The duties of company directors have previously evolved through statute and case law. The Companies Act 2006 embraces case law and demands that directors follow courses of action that should be in the best interests of the company and lead to the development and success of the company. Directors must not act in such a way that there is a conflict of interest between the good of the company and their own self-interests or wishes.
Who can become a director?
All limited companies must appoint a minimum of one director, although most have at least two. Public limited companies require a minimum of two directors.
A director cannot be someone who has been barred from the role by a court, or who is an undischarged bankrupt, or who is aged under 16. That apart, a director must be someone the shareholders of a company feel is best suited to taking the reins of that company.
The choice of a director must conform to the articles of association that govern the management of a company. These set out what a director may or may not do.

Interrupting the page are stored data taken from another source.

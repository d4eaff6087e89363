//! Orders, line-item snapshots, totals and the fulfillment state machine

use std::fmt;

use serde::{Deserialize, Serialize};
use sqlx::types::chrono::{DateTime, Utc};
use sqlx::types::Json;
use uuid::Uuid;

use super::Address;

pub const TAX_RATE: f64 = 0.08;
pub const FREE_SHIPPING_THRESHOLD: f64 = 100.0;
pub const FLAT_SHIPPING_PRICE: f64 = 9.99;

/// Fulfillment status.
#[derive(Debug, Serialize, Deserialize, sqlx::Type, Clone, Copy, PartialEq, Eq)]
#[sqlx(type_name = "order_status")]
pub enum OrderStatus {
    Processing,
    Shipped,
    Delivered,
    Cancelled,
}

impl OrderStatus {
    /// Legal fulfillment transitions. Delivered and Cancelled are terminal;
    /// everything else moves forward or cancels.
    pub fn can_transition_to(self, next: OrderStatus) -> bool {
        use OrderStatus::*;
        matches!(
            (self, next),
            (Processing, Shipped) | (Processing, Cancelled) | (Shipped, Delivered) | (Shipped, Cancelled)
        )
    }

    pub fn is_terminal(self) -> bool {
        matches!(self, OrderStatus::Delivered | OrderStatus::Cancelled)
    }
}

impl fmt::Display for OrderStatus {
    fn fmt(&self, f: &mut fmt::Formatter<'_>) -> fmt::Result {
        let s = match self {
            OrderStatus::Processing => "Processing",
            OrderStatus::Shipped => "Shipped",
            OrderStatus::Delivered => "Delivered",
            OrderStatus::Cancelled => "Cancelled",
        };
        f.write_str(s)
    }
}

/// Opaque payment-provider receipt stored on paid orders.
#[derive(Debug, Clone, Serialize, Deserialize)]
#[serde(rename_all = "camelCase")]
pub struct PaymentResult {
    pub id: String,
    pub status: String,
    pub update_time: String,
    pub email_address: String,
}

/// Order record. Line items live in `order_items` and are attached on read.
#[derive(Debug, Serialize, sqlx::FromRow, Clone)]
#[serde(rename_all = "camelCase")]
pub struct Order {
    pub id: Uuid,
    pub user_id: Uuid,
    pub shipping_address: Json<Address>,
    pub payment_method: String,
    pub payment_result: Option<Json<PaymentResult>>,
    pub items_price: f64,
    pub tax_price: f64,
    pub shipping_price: f64,
    pub total_price: f64,
    pub is_paid: bool,
    pub paid_at: Option<DateTime<Utc>>,
    pub order_status: OrderStatus,
    pub delivered_at: Option<DateTime<Utc>>,
    pub created_at: DateTime<Utc>,
}

/// Snapshot of a listing at the moment of purchase. Immutable: later edits
/// to the product never show through here.
#[derive(Debug, Serialize, sqlx::FromRow, Clone)]
#[serde(rename_all = "camelCase")]
pub struct OrderItem {
    pub id: Uuid,
    pub order_id: Uuid,
    pub product_id: Uuid,
    pub name: String,
    pub image: String,
    pub price: f64,
    pub quantity: i32,
}

#[derive(Debug, Serialize)]
#[serde(rename_all = "camelCase")]
pub struct OrderWithItems {
    #[serde(flatten)]
    pub order: Order,
    pub order_items: Vec<OrderItem>,
}

/// Order plus the owning user's name and email, for admin listings.
#[derive(Debug, Serialize)]
#[serde(rename_all = "camelCase")]
pub struct AdminOrder {
    #[serde(flatten)]
    pub order: Order,
    pub order_items: Vec<OrderItem>,
    pub user: OrderOwner,
}

#[derive(Debug, Serialize, sqlx::FromRow, Clone)]
pub struct OrderOwner {
    pub id: Uuid,
    pub name: String,
    pub email: String,
}

/// Admin order listing payload: the page of orders plus revenue over all
/// paid orders.
#[derive(Debug, Serialize)]
#[serde(rename_all = "camelCase")]
pub struct AdminOrderList {
    pub orders: Vec<AdminOrder>,
    pub total_revenue: f64,
}

#[derive(Debug, Deserialize)]
#[serde(rename_all = "camelCase")]
pub struct CreateOrderRequest {
    pub order_items: Vec<OrderItemInput>,
    pub shipping_address: Address,
    #[serde(default = "default_payment_method")]
    pub payment_method: String,
    pub total_price: f64,
}

fn default_payment_method() -> String {
    "stripe".to_string()
}

#[derive(Debug, Deserialize)]
pub struct OrderItemInput {
    pub product: Uuid,
    pub quantity: i32,
}

#[derive(Debug, Deserialize)]
pub struct UpdateOrderStatusRequest {
    pub status: OrderStatus,
}

#[derive(Debug, Deserialize)]
pub struct CreatePaymentIntentRequest {
    pub amount: f64,
}

#[derive(Debug, Serialize, Deserialize)]
#[serde(rename_all = "camelCase")]
pub struct PaymentIntentPayload {
    pub client_secret: String,
}

/// Totals breakdown derived from the items subtotal: 8% tax, flat-rate
/// shipping waived above the free-shipping threshold.
#[derive(Debug, Clone, Copy, PartialEq)]
pub struct OrderTotals {
    pub items_price: f64,
    pub tax_price: f64,
    pub shipping_price: f64,
    pub total_price: f64,
}

impl OrderTotals {
    pub fn from_items_price(items_price: f64) -> Self {
        let items_price = round_cents(items_price);
        let shipping_price = if items_price > FREE_SHIPPING_THRESHOLD {
            0.0
        } else {
            FLAT_SHIPPING_PRICE
        };
        let tax_price = round_cents(items_price * TAX_RATE);
        let total_price = round_cents(items_price + shipping_price + tax_price);
        Self {
            items_price,
            tax_price,
            shipping_price,
            total_price,
        }
    }
}

pub fn round_cents(amount: f64) -> f64 {
    (amount * 100.0).round() / 100.0
}

#[cfg(test)]
mod tests {
    use super::*;

    #[test]
    fn totals_below_free_shipping_threshold() {
        // Two units at $29.99: subtotal 59.98, flat shipping, 8% tax.
        let totals = OrderTotals::from_items_price(2.0 * 29.99);
        assert_eq!(totals.items_price, 59.98);
        assert_eq!(totals.shipping_price, FLAT_SHIPPING_PRICE);
        assert_eq!(totals.tax_price, 4.8);
        assert_eq!(totals.total_price, 74.77);
    }

    #[test]
    fn totals_above_free_shipping_threshold() {
        let totals = OrderTotals::from_items_price(150.0);
        assert_eq!(totals.shipping_price, 0.0);
        assert_eq!(totals.tax_price, 12.0);
        assert_eq!(totals.total_price, 162.0);
    }

    #[test]
    fn exactly_at_threshold_still_pays_shipping() {
        let totals = OrderTotals::from_items_price(100.0);
        assert_eq!(totals.shipping_price, FLAT_SHIPPING_PRICE);
    }

    #[test]
    fn transition_table_only_allows_forward_or_cancel() {
        use OrderStatus::*;
        let legal = [
            (Processing, Shipped),
            (Processing, Cancelled),
            (Shipped, Delivered),
            (Shipped, Cancelled),
        ];
        for from in [Processing, Shipped, Delivered, Cancelled] {
            for to in [Processing, Shipped, Delivered, Cancelled] {
                let expected = legal.contains(&(from, to));
                assert_eq!(
                    from.can_transition_to(to),
                    expected,
                    "transition {from} -> {to}"
                );
            }
        }
    }

    #[test]
    fn delivered_and_cancelled_are_terminal() {
        assert!(OrderStatus::Delivered.is_terminal());
        assert!(OrderStatus::Cancelled.is_terminal());
        assert!(!OrderStatus::Processing.is_terminal());
        assert!(!OrderStatus::Shipped.is_terminal());
    }
}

Skill and care and expectations
Essentially, a director is required to demonstrate the skill to be expected of someone with their expertise and experience. They must also behave in a way that would be expected of someone who is taking good care of the business as if it were their own.
The actions of a director must be taken in good faith and in the interests of the company. That is, a director must: deal with all shareholders fairly and equally; stand above conflicts of interest and be open and honest about any conflicts of interest; and refuse any personal profits made at the cost of the company.
Under company law, a director holds responsibility for filing certain documents with Companies House. Companies House needs to be informed whenever a new director (or company secretary) is appointed or when a director steps down. They will also need to be told if a director’s personal details have altered (a change in address, for example). This must be done within 14 days.
Other documents that must be filed include the annual return, the annual report and accounts, and changes to the registered company address.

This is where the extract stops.